Please give the count of lines below that include "have" and leave out everything else.

*** Opening Data records ***

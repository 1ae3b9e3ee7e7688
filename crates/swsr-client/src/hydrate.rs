//! Hydration bootstrap.

use serde_json::{Map, Value};
use swsr_core::wire::{self, ScriptCall, SCRIPT_PLACEHOLDER};
use swsr_core::RenderMode;
use swsr_data::{Chunk, ChunkMap, EmbeddedChunk};
use swsr_view::RenderContext;

use crate::registry::{ChunkRegistry, RegistryError};

/// The swsr globals a document defines once its scripts have run.
#[derive(Debug, Default)]
pub struct PageGlobals {
    mode: Option<RenderMode>,
    embedded: Option<Map<String, Value>>,
    registry: Option<ChunkRegistry>,
    script_placeholder: bool,
}

impl PageGlobals {
    /// Evaluate the swsr scripts of a document, in order.
    ///
    /// For a streamed document this may be a prefix: settlements that have
    /// not arrived yet leave their connections pending.
    pub fn from_document(html: &str) -> Result<Self, RegistryError> {
        let mut globals = Self {
            script_placeholder: html.contains(SCRIPT_PLACEHOLDER),
            ..Self::default()
        };

        for call in wire::parse_document(html)? {
            match call {
                ScriptCall::Mode(mode) => globals.mode = Some(mode),
                ScriptCall::EmbedChunks(map) => globals.embedded = Some(map),
                ScriptCall::CreateConnections(_) => {
                    globals
                        .registry
                        .get_or_insert_with(ChunkRegistry::new)
                        .apply(call)?;
                }
                settlement => globals
                    .registry
                    .as_mut()
                    .ok_or(RegistryError::NotCreated)?
                    .apply(settlement)?,
            }
        }

        Ok(globals)
    }

    /// Get the mode marker.
    pub fn mode(&self) -> Option<RenderMode> {
        self.mode
    }

    /// Get the string-mode chunk map.
    pub fn embedded(&self) -> Option<&Map<String, Value>> {
        self.embedded.as_ref()
    }

    /// Get the stream-mode registry.
    pub fn registry(&self) -> Option<&ChunkRegistry> {
        self.registry.as_ref()
    }

    /// Get the stream-mode registry for applying later settlements.
    pub fn registry_mut(&mut self) -> Option<&mut ChunkRegistry> {
        self.registry.as_mut()
    }

    /// Check if the unreplaced script placeholder is still in the document.
    pub fn has_script_placeholder(&self) -> bool {
        self.script_placeholder
    }
}

/// How the page should start.
#[derive(Debug)]
pub enum Hydration {
    /// The document was not rendered by swsr; render from scratch.
    ClientRender,
    /// Hydrate the server markup with these chunks.
    Hydrate { mode: RenderMode, chunks: ChunkMap },
}

impl Hydration {
    /// Decide how to start from the page globals.
    pub fn bootstrap(globals: &PageGlobals) -> Self {
        let Some(mode) = globals.mode() else {
            return Self::ClientRender;
        };

        let chunks = match mode {
            RenderMode::String => globals
                .embedded()
                .map(|map| {
                    map.iter()
                        .map(|(name, value)| (name.as_str(), embedded_chunk(value)))
                        .collect()
                })
                .unwrap_or_default(),
            RenderMode::Stream => globals
                .registry()
                .map(ChunkRegistry::chunks)
                .unwrap_or_default(),
        };

        Self::Hydrate { mode, chunks }
    }

    /// Get the render context to hydrate with.
    pub fn context(&self) -> Option<RenderContext> {
        match self {
            Self::ClientRender => None,
            Self::Hydrate { mode, chunks } => Some(RenderContext::new(chunks.clone(), *mode)),
        }
    }
}

fn embedded_chunk(value: &Value) -> Chunk {
    match serde_json::from_value::<EmbeddedChunk>(value.clone()) {
        Ok(embedded) => embedded.into_chunk(),
        Err(_) => Chunk::resolved(value.clone()),
    }
}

*** Closing Data records ***

Exercise answer
2